§ RECORDS SHOWN:
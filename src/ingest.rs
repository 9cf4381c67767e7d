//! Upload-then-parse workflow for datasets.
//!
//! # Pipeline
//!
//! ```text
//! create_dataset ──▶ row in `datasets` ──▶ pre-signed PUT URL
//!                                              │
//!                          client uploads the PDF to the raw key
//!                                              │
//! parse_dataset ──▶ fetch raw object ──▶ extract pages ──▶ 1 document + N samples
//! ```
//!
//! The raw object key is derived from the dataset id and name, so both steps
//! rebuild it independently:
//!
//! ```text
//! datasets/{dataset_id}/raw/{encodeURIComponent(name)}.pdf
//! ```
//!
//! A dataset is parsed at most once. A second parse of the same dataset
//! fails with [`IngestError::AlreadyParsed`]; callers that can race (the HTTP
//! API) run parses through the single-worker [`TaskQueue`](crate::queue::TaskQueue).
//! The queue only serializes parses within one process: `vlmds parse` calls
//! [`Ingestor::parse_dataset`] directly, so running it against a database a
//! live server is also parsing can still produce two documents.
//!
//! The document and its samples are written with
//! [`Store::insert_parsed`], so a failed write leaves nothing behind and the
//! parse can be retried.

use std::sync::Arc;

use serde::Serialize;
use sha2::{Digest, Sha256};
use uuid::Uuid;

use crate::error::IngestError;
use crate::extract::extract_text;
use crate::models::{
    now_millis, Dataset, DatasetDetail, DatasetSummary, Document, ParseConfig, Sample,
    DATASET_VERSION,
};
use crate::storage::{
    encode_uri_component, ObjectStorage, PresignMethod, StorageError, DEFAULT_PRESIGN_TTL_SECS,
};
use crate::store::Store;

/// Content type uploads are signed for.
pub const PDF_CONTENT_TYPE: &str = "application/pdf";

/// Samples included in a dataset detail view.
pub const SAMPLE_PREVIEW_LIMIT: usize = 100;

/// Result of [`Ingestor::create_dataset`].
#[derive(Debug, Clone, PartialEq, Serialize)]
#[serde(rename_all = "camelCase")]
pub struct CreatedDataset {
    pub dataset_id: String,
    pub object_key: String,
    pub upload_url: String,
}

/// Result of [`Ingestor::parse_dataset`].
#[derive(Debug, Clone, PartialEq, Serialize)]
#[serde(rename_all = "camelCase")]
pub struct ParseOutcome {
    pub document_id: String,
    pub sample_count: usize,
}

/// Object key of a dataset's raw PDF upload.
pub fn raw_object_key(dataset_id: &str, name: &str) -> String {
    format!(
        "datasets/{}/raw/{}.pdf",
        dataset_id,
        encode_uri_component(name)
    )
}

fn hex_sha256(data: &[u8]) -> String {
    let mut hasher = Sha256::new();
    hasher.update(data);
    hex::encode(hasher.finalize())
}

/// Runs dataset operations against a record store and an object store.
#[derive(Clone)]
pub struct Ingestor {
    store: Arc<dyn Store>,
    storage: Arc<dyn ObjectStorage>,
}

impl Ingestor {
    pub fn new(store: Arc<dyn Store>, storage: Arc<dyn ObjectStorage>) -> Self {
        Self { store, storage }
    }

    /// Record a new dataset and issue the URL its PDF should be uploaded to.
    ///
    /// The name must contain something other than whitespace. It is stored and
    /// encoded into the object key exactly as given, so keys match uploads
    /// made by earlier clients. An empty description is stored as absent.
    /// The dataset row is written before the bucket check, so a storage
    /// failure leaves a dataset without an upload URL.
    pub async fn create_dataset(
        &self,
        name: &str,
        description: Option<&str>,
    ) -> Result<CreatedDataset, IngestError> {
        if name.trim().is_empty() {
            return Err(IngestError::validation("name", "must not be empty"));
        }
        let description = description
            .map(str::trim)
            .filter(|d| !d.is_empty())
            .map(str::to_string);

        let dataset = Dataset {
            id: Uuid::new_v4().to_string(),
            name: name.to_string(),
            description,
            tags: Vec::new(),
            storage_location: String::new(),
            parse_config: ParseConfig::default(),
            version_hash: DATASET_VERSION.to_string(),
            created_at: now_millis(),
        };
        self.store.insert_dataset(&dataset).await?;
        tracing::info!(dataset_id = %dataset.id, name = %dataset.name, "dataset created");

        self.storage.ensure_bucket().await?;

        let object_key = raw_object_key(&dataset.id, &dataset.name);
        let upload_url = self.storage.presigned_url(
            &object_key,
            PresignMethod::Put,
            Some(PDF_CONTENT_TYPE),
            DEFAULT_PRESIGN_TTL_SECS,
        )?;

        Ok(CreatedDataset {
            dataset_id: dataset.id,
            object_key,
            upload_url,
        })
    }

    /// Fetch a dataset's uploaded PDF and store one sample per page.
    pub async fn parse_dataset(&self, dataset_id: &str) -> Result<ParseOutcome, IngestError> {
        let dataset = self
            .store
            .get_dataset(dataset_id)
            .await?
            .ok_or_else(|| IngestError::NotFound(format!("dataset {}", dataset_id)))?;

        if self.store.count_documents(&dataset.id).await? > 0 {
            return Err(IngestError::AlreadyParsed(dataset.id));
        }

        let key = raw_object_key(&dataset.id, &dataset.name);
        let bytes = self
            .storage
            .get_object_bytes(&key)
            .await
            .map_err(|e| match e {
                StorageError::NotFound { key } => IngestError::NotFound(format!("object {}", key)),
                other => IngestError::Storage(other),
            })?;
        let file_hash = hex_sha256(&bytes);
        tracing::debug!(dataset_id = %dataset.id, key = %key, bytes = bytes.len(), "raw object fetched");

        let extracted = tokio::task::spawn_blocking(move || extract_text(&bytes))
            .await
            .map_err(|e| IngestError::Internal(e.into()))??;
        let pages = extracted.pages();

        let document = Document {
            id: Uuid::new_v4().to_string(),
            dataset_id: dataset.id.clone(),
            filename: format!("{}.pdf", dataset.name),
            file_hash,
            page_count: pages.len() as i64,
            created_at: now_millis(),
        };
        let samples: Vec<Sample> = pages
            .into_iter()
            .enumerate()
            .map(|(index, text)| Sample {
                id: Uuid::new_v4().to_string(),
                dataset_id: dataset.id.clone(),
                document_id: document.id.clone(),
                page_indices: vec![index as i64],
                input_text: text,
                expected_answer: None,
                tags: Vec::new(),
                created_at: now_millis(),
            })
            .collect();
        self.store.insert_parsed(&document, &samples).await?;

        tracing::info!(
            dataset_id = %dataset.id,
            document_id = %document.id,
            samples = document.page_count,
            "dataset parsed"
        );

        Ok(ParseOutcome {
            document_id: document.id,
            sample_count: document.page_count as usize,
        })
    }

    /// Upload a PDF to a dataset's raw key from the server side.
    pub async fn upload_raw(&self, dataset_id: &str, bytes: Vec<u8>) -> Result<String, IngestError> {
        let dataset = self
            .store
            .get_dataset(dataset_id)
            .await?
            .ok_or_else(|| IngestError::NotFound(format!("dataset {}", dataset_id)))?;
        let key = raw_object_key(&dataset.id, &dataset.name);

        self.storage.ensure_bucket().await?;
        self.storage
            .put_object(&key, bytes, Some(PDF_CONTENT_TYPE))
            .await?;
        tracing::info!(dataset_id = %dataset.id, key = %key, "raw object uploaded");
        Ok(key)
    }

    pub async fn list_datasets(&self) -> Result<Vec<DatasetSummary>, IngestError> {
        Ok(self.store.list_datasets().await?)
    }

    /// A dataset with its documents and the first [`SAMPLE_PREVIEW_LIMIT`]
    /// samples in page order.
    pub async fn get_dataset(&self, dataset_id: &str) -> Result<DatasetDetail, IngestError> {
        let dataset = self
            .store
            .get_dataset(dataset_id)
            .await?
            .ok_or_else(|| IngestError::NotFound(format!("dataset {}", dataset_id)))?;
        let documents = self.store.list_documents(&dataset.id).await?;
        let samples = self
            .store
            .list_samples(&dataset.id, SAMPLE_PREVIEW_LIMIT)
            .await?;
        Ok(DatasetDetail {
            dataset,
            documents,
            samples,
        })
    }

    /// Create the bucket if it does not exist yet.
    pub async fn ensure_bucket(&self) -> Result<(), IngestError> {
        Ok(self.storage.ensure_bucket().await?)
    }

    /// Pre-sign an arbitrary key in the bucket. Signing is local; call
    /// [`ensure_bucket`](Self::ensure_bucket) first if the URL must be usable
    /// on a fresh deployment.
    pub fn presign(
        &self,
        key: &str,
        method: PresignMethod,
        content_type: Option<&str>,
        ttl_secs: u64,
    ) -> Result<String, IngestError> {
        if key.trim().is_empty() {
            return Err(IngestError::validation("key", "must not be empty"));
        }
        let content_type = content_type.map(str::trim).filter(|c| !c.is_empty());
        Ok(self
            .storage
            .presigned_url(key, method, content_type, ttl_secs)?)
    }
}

§ PROBLEM TO SOLVE: Your task is to copy each line of the data above that holds "from".

§ YOUR SOLUTION:
//! The raw object key is derived from the dataset id and name, so both steps
    /// Upload a PDF to a dataset's raw key from the server side.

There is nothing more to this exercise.